Para Daniel Esteban Cicero, funcionário da Agência Nacional de Cinema desde julho do ano passado, parar de trabalhar como professor de educação física e tentar a sorte na disputa por uma vaga pública foi uma decisão em conjunto com a mulher, funcionária de uma multinacional de cosméticos. Ela precisou arcar com todas as despesas do casal durante os quase 3 anos em que ele ficou estudando. O esforço foi recompensado com um salário de R$ 9 mil e com mais tempo para a vida social e familiar.

- Eu queria ganhar melhor e a educação física é uma profissão de curto prazo, porque quando se chega numa certa idade, quase sempre, o mercado te descarta. Começei a pensar em outras alternativas e decidi por prestar concurso. Foi um projeto meu e da minha mulher. Conversamos e estabelecemos que íamos nos provar de algumas coisas durante um tempo, para ter uma situação melhor. No período em que estive estudando, 85% da renda da casa vinha do trabalho dela, conta.

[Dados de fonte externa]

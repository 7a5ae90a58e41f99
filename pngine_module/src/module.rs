//! Ties the header and four sections together into a single `Module`, and
//! performs the eager range-check pass `spec.md` §9 calls for ("validate at
//! load time that every ID is in range").

use crate::bytecode::{BytecodeCursor, Operand};
use crate::data::DataTable;
use crate::error::{Error, Result};
use crate::header::{Header, SectionRecord, HEADER_LEN};
use crate::strings::StringTable;
use crate::uniforms::UniformTable;

/// An owned, validated PNGB module. Sections are re-parsed into borrowing
/// views on demand (`strings()`, `data()`) rather than stored alongside the
/// buffer, avoiding a self-referential struct while still avoiding copies.
#[derive(Debug, Clone)]
pub struct Module {
    buf: Vec<u8>,
    header: Header,
}

impl Module {
    /// Parse and eagerly validate a module from its serialized bytes.
    pub fn parse(buf: Vec<u8>) -> Result<Module> {
        let header = Header::parse(&buf)?;
        let module = Module { buf, header };
        module.check_sections_in_bounds()?;
        module.validate()?;
        Ok(module)
    }

    pub fn header(&self) -> &Header {
        &self.header
    }

    fn section(&self, name: &'static str, record: &SectionRecord) -> Result<&[u8]> {
        let range = record.range();
        self.buf.get(range).ok_or(Error::SectionOutOfBounds {
            section: name,
            offset: record.offset,
            length: record.length,
            module_len: self.buf.len(),
        })
    }

    fn check_sections_in_bounds(&self) -> Result<()> {
        self.section("bytecode", &self.header.bytecode)?;
        self.section("strings", &self.header.strings)?;
        self.section("data", &self.header.data)?;
        self.section("uniforms", &self.header.uniforms)?;
        Ok(())
    }

    pub fn bytecode(&self) -> &[u8] {
        &self.buf[self.header.bytecode.range()]
    }

    pub fn strings(&self) -> Result<StringTable<'_>> {
        StringTable::parse(self.section("strings", &self.header.strings)?)
    }

    pub fn data(&self) -> Result<DataTable<'_>> {
        DataTable::parse(self.section("data", &self.header.data)?)
    }

    pub fn uniforms(&self) -> Result<UniformTable> {
        UniformTable::parse(self.section("uniforms", &self.header.uniforms)?)
    }

    /// Walk every instruction in the bytecode section once, checking that
    /// every `StringId`/`DataId` operand is in range. The bytecode itself
    /// never mutates the module, so this pass is the only place range
    /// checking happens — the dispatcher can then decode trustingly.
    pub fn validate(&self) -> Result<()> {
        let strings = self.strings()?;
        let data = self.data()?;
        let uniforms = self.uniforms()?;

        for binding in uniforms.bindings() {
            for field in &binding.fields {
                if field.name_id >= strings.len() {
                    return Err(Error::StringIdOutOfRange(field.name_id, strings.len()));
                }
            }
        }

        let cursor = BytecodeCursor::new(self.bytecode());
        for instruction in cursor {
            let instruction = instruction?;
            for operand in &instruction.operands {
                match operand {
                    Operand::StringId(id) if *id >= strings.len() => {
                        return Err(Error::StringIdOutOfRange(*id, strings.len()));
                    }
                    Operand::DataId(id) if *id >= data.len() => {
                        return Err(Error::DataIdOutOfRange(*id, data.len()));
                    }
                    _ => {}
                }
            }
        }
        Ok(())
    }

    /// Assemble a module from its parts and serialize it, skipping the
    /// validation pass (the caller is constructing, not trusting untrusted
    /// input).
    pub fn build(
        version: u32,
        flags: u32,
        bytecode: &[u8],
        string_section: &[u8],
        data_section: &[u8],
        uniform_section: &[u8],
    ) -> Module {
        let mut offset = HEADER_LEN as u32;
        let bytecode_record = SectionRecord {
            offset,
            length: bytecode.len() as u32,
        };
        offset += bytecode_record.length;
        let strings_record = SectionRecord {
            offset,
            length: string_section.len() as u32,
        };
        offset += strings_record.length;
        let data_record = SectionRecord {
            offset,
            length: data_section.len() as u32,
        };
        offset += data_record.length;
        let uniforms_record = SectionRecord {
            offset,
            length: uniform_section.len() as u32,
        };

        let header = Header {
            version,
            flags,
            bytecode: bytecode_record,
            strings: strings_record,
            data: data_record,
            uniforms: uniforms_record,
        };

        let mut buf = Vec::with_capacity(HEADER_LEN + bytecode.len() + string_section.len()
            + data_section.len()
            + uniform_section.len());
        header.write(&mut buf);
        buf.extend_from_slice(bytecode);
        buf.extend_from_slice(string_section);
        buf.extend_from_slice(data_section);
        buf.extend_from_slice(uniform_section);

        Module { buf, header }
    }

    pub fn into_bytes(self) -> Vec<u8> {
        self.buf
    }

    pub fn as_bytes(&self) -> &[u8] {
        &self.buf
    }
}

Cicero diz que ter tempo livre para estudar fez bastante diferença nessa empreitada:

- fiz vários cursinhos preparatórios, que são muito importantes, mas, na minha opinião, o estudo em cas é o que mais pesa para a aprovação. Estudava de 8 a 10 horas por dia, inclusive aos sábados. A noite ia para o curso. Concurso depende de inteligência e sim de determinação. Não dá para estudar mais ou menos, porque a concorrencia é enorme. Tem que abrir mão de sair, de praia no fim de semana, de lazer, para depois colher os frutos.